Der Ginkgo biloba ist ein Dinosaurier unter den Bäumen und botanisch gilt er als Brückenpflanze zwischen Laubbaum und Nadelbaum. Seine Ursprünge gehen offenbar auf gegen 300 Millionen Jahre zurück. Er wurde 1712 erstmals wissenschaftlich beschrieben und wer ihn im Internet als Suchbegriff eingibt, bekommt haufenweise Heilmittel mit durchblutungsfördernden Eigenschaften angepriesen.
In Winterthur findet man an verschiedenen Standorten Ginkgo-Bäume, wenn man sie denn erkennt. Männliche Bäume haben eher einen säulenförmigen, weibliche einen kugeligen Wuchs. Im Frühling treiben sie spät aus und verlieren im Herbst die goldgelben Blätter ebenfalls spät.

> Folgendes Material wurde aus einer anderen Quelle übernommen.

//! Dashboard and finance report types

use serde::{Deserialize, Serialize};

/* -------------------------------------------------------------------------- */
/* Dashboard */
/* -------------------------------------------------------------------------- */

/// Summary counters for the dashboard
///
/// "Today" is the current UTC calendar day.
#[derive(Debug, Clone, Default, PartialEq, Serialize, Deserialize)]
pub struct DashboardStats {
    pub total_patients: usize,
    pub total_appointments: usize,
    /// Appointments with status `completed`.
    pub completed_appointments: usize,
    /// Appointments still `scheduled`.
    pub pending_appointments: usize,
    /// Appointments dated today, any status.
    pub today_appointments: usize,
    /// Sum of prices of completed appointments.
    pub total_revenue: f64,
    /// Sum of prices of completed appointments dated today.
    pub today_revenue: f64,
}

/* -------------------------------------------------------------------------- */
/* Finance */
/* -------------------------------------------------------------------------- */

/// Income from completed appointments, bucketed by day and ISO week
#[derive(Debug, Clone, Default, PartialEq, Serialize, Deserialize)]
pub struct FinanceReport {
    pub total_income: f64,
    pub by_day: Vec<DayIncome>,
    pub by_week: Vec<WeekIncome>,
}

#[derive(Debug, Clone, PartialEq, Serialize, Deserialize)]
pub struct DayIncome {
    /// `YYYY-MM-DD`
    pub date: String,
    pub income: f64,
}

#[derive(Debug, Clone, PartialEq, Serialize, Deserialize)]
pub struct WeekIncome {
    /// ISO week key, `YYYY-Www`
    pub week: String,
    pub income: f64,
}
//! Doctor accounts and authentication

pub mod ports;
pub mod service;
pub mod validation;

pub use ports::{CredentialHasher, DoctorStore};
pub use service::DoctorService;
pub use validation::validate_doctor;
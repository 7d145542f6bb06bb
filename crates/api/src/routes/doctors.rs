//! `/api/doctors`
//!
//! Records leave the service without their password, so nothing here
//! needs to scrub them.

use axum::extract::rejection::JsonRejection;
use axum::extract::{Path, State};
use axum::Json;
use clinicdesk_domain::Doctor;

use super::{json_body, parse_id, success, success_without_data, ApiResult, AppState, SuccessBody};

pub async fn list(State(ctx): State<AppState>) -> ApiResult<Json<Vec<Doctor>>> {
    Ok(Json(ctx.doctors.get_all_doctors().await?))
}

pub async fn create(
    State(ctx): State<AppState>,
    payload: Result<Json<Doctor>, JsonRejection>,
) -> ApiResult<Json<SuccessBody<Doctor>>> {
    let doctor = ctx.doctors.create_doctor(json_body(payload)?).await?;
    Ok(success("Doctor created successfully", doctor))
}

pub async fn detail(
    State(ctx): State<AppState>,
    Path(id): Path<String>,
) -> ApiResult<Json<Doctor>> {
    Ok(Json(ctx.doctors.get_doctor(parse_id(&id)?).await?))
}

pub async fn update(
    State(ctx): State<AppState>,
    Path(id): Path<String>,
    payload: Result<Json<Doctor>, JsonRejection>,
) -> ApiResult<Json<SuccessBody<Doctor>>> {
    let mut doctor = json_body(payload)?;
    doctor.id = parse_id(&id)?;

    let doctor = ctx.doctors.update_doctor(doctor).await?;
    Ok(success("Doctor updated successfully", doctor))
}

pub async fn remove(
    State(ctx): State<AppState>,
    Path(id): Path<String>,
) -> ApiResult<Json<SuccessBody<()>>> {
    ctx.doctors.delete_doctor(parse_id(&id)?).await?;
    Ok(success_without_data("Doctor deleted successfully"))
}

Interessante Informationen habe ich hier gefunden: https://gasthaus-kreuz.ch/Archiv/reportagen_ginkgo.htm
Ein absolut imposantes Exemplar steht in Winterthur am Rande der Altstadt. Diese goldgelbe Pracht habe ich versucht mit meinem Handy am 5.11.2025 einzufangen. Einige Bilder sind aus sieben bis zehn Einzelbilder entstanden. Die umstehenden Bäume haben alle ihre Blätter bereits abgeworfen. Ich nehme mir vor diesen Baum zu verschiedenen Jahreszeiten zu besuchen und hier zu dokumentieren.